**WHAT YOU HAVE TO DO**
Output the line that contains "by a newline." and every line after it to the end of the entries, with nothing added or left out.

[SOURCE MATERIAL Boundary: Start]

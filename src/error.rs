//! Error types for jdu

use std::io;
use std::path::PathBuf;

use thiserror::Error;

/// Errors that stop a run before or while producing the tree.
///
/// Per-entry filesystem failures during traversal are not represented here:
/// the walker logs them and skips the affected branch.
#[derive(Debug, Error)]
pub enum JduError {
    /// Command-line arguments could not be parsed or are out of range.
    #[error("{0}")]
    InvalidArguments(String),

    /// The root path does not exist.
    #[error("{} does not exist.", path.display())]
    RootNotFound { path: PathBuf },

    /// The root path is neither a regular file, a directory nor a symlink.
    #[error("{} is not a file, directory or symlink.", path.display())]
    UnsupportedRoot { path: PathBuf },

    /// Writing the rendered tree failed.
    #[error("error writing output: {0}")]
    Output(#[from] io::Error),

    /// The logging subscriber could not be installed.
    #[error("failed to initialize logging: {0}")]
    Logging(String),
}

impl JduError {
    /// Build an argument error from any displayable message.
    pub fn invalid_arguments(message: impl Into<String>) -> Self {
        Self::InvalidArguments(message.into())
    }
}
//! JSON output formatting

use std::io::{self, Write};
use std::path::PathBuf;

use serde::Serialize;

use crate::tree::{Node, NodeKind, NodeVisitor};

/// One node of the kept tree, as serialized by `--json`.
#[derive(Debug, Clone, PartialEq, Serialize)]
pub struct JsonNode {
    pub name: String,
    pub path: PathBuf,
    #[serde(rename = "type")]
    pub kind: NodeKind,
    #[serde(skip_serializing_if = "Option::is_none")]
    pub size: Option<u64>,
    #[serde(skip_serializing_if = "Vec::is_empty")]
    pub children: Vec<JsonNode>,
}

impl From<&Node> for JsonNode {
    fn from(node: &Node) -> Self {
        Self {
            name: node.name(),
            path: node.path().to_path_buf(),
            kind: node.kind(),
            size: node.size(),
            children: Vec::new(),
        }
    }
}

/// Rebuilds the tree from the pre-order node stream.
///
/// The stack holds the open ancestors of the node visited last; visiting a node at depth
/// `d` closes everything at depth `d` or deeper.
#[derive(Debug, Default)]
pub struct JsonCollector {
    open: Vec<JsonNode>,
    root: Option<JsonNode>,
}

impl JsonCollector {
    pub fn new() -> Self {
        Self::default()
    }

    /// The collected tree, or `None` if nothing was visited.
    pub fn into_tree(mut self) -> Option<JsonNode> {
        self.close_to(0);
        self.root
    }

    fn close_to(&mut self, depth: usize) {
        while self.open.len() > depth {
            let Some(done) = self.open.pop() else { break };
            match self.open.last_mut() {
                Some(parent) => parent.children.push(done),
                None => self.root = Some(done),
            }
        }
    }
}

impl NodeVisitor for JsonCollector {
    fn visit_node(&mut self, node: &Node, depth: usize) -> io::Result<()> {
        self.close_to(depth);
        self.open.push(JsonNode::from(node));
        Ok(())
    }

    fn finish(&mut self) -> io::Result<()> {
        self.close_to(0);
        Ok(())
    }
}

/// Write `tree` as pretty-printed JSON followed by a newline.
pub fn print_json<W: Write>(mut out: W, tree: &JsonNode) -> io::Result<()> {
    serde_json::to_writer_pretty(&mut out, tree).map_err(io::Error::other)?;
    writeln!(out)?;
    out.flush()
}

[SOURCE MATERIAL Boundary: End]

**TASK RESPONSE**
/// Write `tree` as pretty-printed JSON followed by a newline.
pub fn print_json<W: Write>(mut out: W, tree: &JsonNode) -> io::Result<()> {
    serde_json::to_writer_pretty(&mut out, tree).map_err(io::Error::other)?;
    writeln!(out)?;
    out.flush()
}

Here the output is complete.